The MSCI Emerging Markets Index dropped 1.1 percent yesterday, closing at a five-month low. Central-bank rate increases in Turkey, India and South Africa last week failed to contain January’s 3 percent selloff in emerging-market currencies. Yields aren’t high enough to attract the capital needed to finance current-account deficits in some of those nations, according to Citigroup Inc.
About 2.38 million VIX options changed hands yesterday, the most ever, data compiled by Bloomberg show. The previous record was 1.78 million in October during the government shutdown.
Bets on higher volatility have backfired in the past. Investors were whipsawed in October when traders shrugged off concern over budget negotiations and the economy. The iPath S&P 500 VIX Short-Term Futures ETN, the largest exchange-traded security that tracks U.S. equity volatility, jumped 20 percent in five days, only to erase that increase in the following seven days.
“If you come in now and seek downside protection, you’re coming in after a big move up and it’s dangerous,” Donald Selkin, who helps manage $3 billion chief market strategist at National Securities Corp. in New York, said in a phone interview yesterday. “Now is not the time to get bearish,” he said. “You’re jumping in a little late.”

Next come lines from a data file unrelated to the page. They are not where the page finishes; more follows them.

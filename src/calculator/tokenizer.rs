/// Splits an infix expression into tokens.
///
/// Whitespace is skipped. Operators and parentheses become single-character tokens;
/// every other character is accumulated into the current literal, so junk such as
/// `a` or `3^2` survives as a token and is rejected later by the parser.
pub fn tokenize(expression: &str) -> Vec<String> {
    let mut tokens = Vec::new();
    let mut current = String::new();
    let mut previous: Option<char> = None;

    for ch in expression.chars() {
        if ch.is_whitespace() {
            previous = Some(ch);
            continue;
        }

        if is_symbol(ch) {
            if !current.is_empty() {
                tokens.push(std::mem::take(&mut current));
            }

            // Unary minus: glued to the literal that follows it.
            if ch == '-' && matches!(previous, None | Some('(')) {
                current.push(ch);
            } else {
                tokens.push(ch.to_string());
            }
        } else {
            current.push(ch);
        }

        previous = Some(ch);
    }

    if !current.is_empty() {
        tokens.push(current);
    }

    tokens
}

fn is_symbol(ch: char) -> bool {
    matches!(ch, '+' | '-' | '*' | '/' | '(' | ')')
}

/// True when the token parses as a floating point literal.
pub fn is_number(token: &str) -> bool {
    token.parse::<f64>().is_ok()
}
//! Orchestrator HTTP Client
//!
//! Thin wrapper over `reqwest` for the two internal endpoints an agent talks to.

use super::config::RetryPolicy;
use crate::orchestrator::protocol::{ENDPOINT_INTERNAL_TASK, TaskResultRequest};
use crate::orchestrator::types::Task;

use reqwest::StatusCode;
use std::time::Duration;
use thiserror::Error;

#[derive(Debug, Error)]
pub enum ClientError {
    #[error("request failed: {0}")]
    Request(#[from] reqwest::Error),

    #[error("orchestrator responded with status {0}")]
    Status(StatusCode),

    #[error("failed to decode response: {0}")]
    Decode(#[source] reqwest::Error),
}

#[derive(Debug, Clone)]
pub struct OrchestratorClient {
    base_url: String,
    http_client: reqwest::Client,
    retry: RetryPolicy,
}

impl OrchestratorClient {
    pub fn new(
        base_url: &str,
        request_timeout: Duration,
        retry: RetryPolicy,
    ) -> Result<Self, ClientError> {
        let http_client = reqwest::Client::builder()
            .timeout(request_timeout)
            .build()?;

        Ok(Self {
            base_url: base_url.trim_end_matches('/').to_string(),
            http_client,
            retry,
        })
    }

    fn task_url(&self) -> String {
        format!("{}{}", self.base_url, ENDPOINT_INTERNAL_TASK)
    }

    /// Asks for the next task. `Ok(None)` means the queue is currently empty.
    pub async fn fetch_task(&self) -> Result<Option<Task>, ClientError> {
        let response = self.http_client.get(self.task_url()).send().await?;

        match response.status() {
            StatusCode::NOT_FOUND => Ok(None),
            status if status.is_success() => {
                let task = response.json::<Task>().await.map_err(ClientError::Decode)?;
                tracing::debug!("Received task {}#{}", task.id, task.seq);
                Ok(Some(task))
            }
            status => Err(ClientError::Status(status)),
        }
    }

    /// Reports the value computed for `task`.
    pub async fn submit_result(&self, task: &Task, result: f64) -> Result<(), ClientError> {
        let payload = TaskResultRequest {
            id: task.id.clone(),
            result: Some(result),
            seq: Some(task.seq),
            error: None,
        };
        self.post_with_retry(&payload).await
    }

    /// Reports that `task` could not be executed.
    pub async fn submit_failure(&self, task: &Task, error: &str) -> Result<(), ClientError> {
        let payload = TaskResultRequest {
            id: task.id.clone(),
            result: None,
            seq: Some(task.seq),
            error: Some(error.to_string()),
        };
        self.post_with_retry(&payload).await
    }

    /// Posts `payload`, retrying transport errors and 5xx answers with exponential
    /// backoff. Client errors (4xx) are returned immediately.
    async fn post_with_retry(&self, payload: &TaskResultRequest) -> Result<(), ClientError> {
        let mut delay = self.retry.base_delay;
        let attempts = self.retry.attempts.max(1);
        let mut attempt = 0;

        loop {
            attempt += 1;

            let outcome = match self
                .http_client
                .post(self.task_url())
                .json(payload)
                .send()
                .await
            {
                Ok(resp) if resp.status().is_success() => return Ok(()),
                Ok(resp) if resp.status().is_client_error() => {
                    return Err(ClientError::Status(resp.status()));
                }
                Ok(resp) => ClientError::Status(resp.status()),
                Err(e) => ClientError::Request(e),
            };

            if attempt >= attempts {
                return Err(outcome);
            }

            tracing::warn!(
                "Posting result for {} failed (attempt {}/{}): {}",
                payload.id,
                attempt,
                attempts,
                outcome
            );

            // Jitter keeps concurrent workers from retrying in lockstep
            let jitter = Duration::from_millis(rand::random::<u64>() % 50);
            tokio::time::sleep(delay + jitter).await;
            delay = (delay * 2).min(self.retry.max_delay);
        }
    }
}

Eight of the ten most-owned contracts on the VIX were calls, representing bearish bets on stocks, according to data compiled by Bloomberg. February $20 calls had the largest ownership followed by options also expiring this month with strike levels of 22 and 16.
Futures on the VIX expiring over the next nine months had an average price of 18.9, 12 percent below the current level. The price relationship, known as backwardation, suggests concern over the immediate future because the cost of hedging against short-term price swings exceeds what traders are paying to shield themselves from volatility in the longer run.
“It’s prudent to add protection right now,” Troy Logan, managing director at Warren Financial Service in Exton, Pennsylvania, said in a phone interview. His firm manages $100 million and trades VIX options. “Volatility is going to percolate and there will be times through the year where it’ll become more amplified.”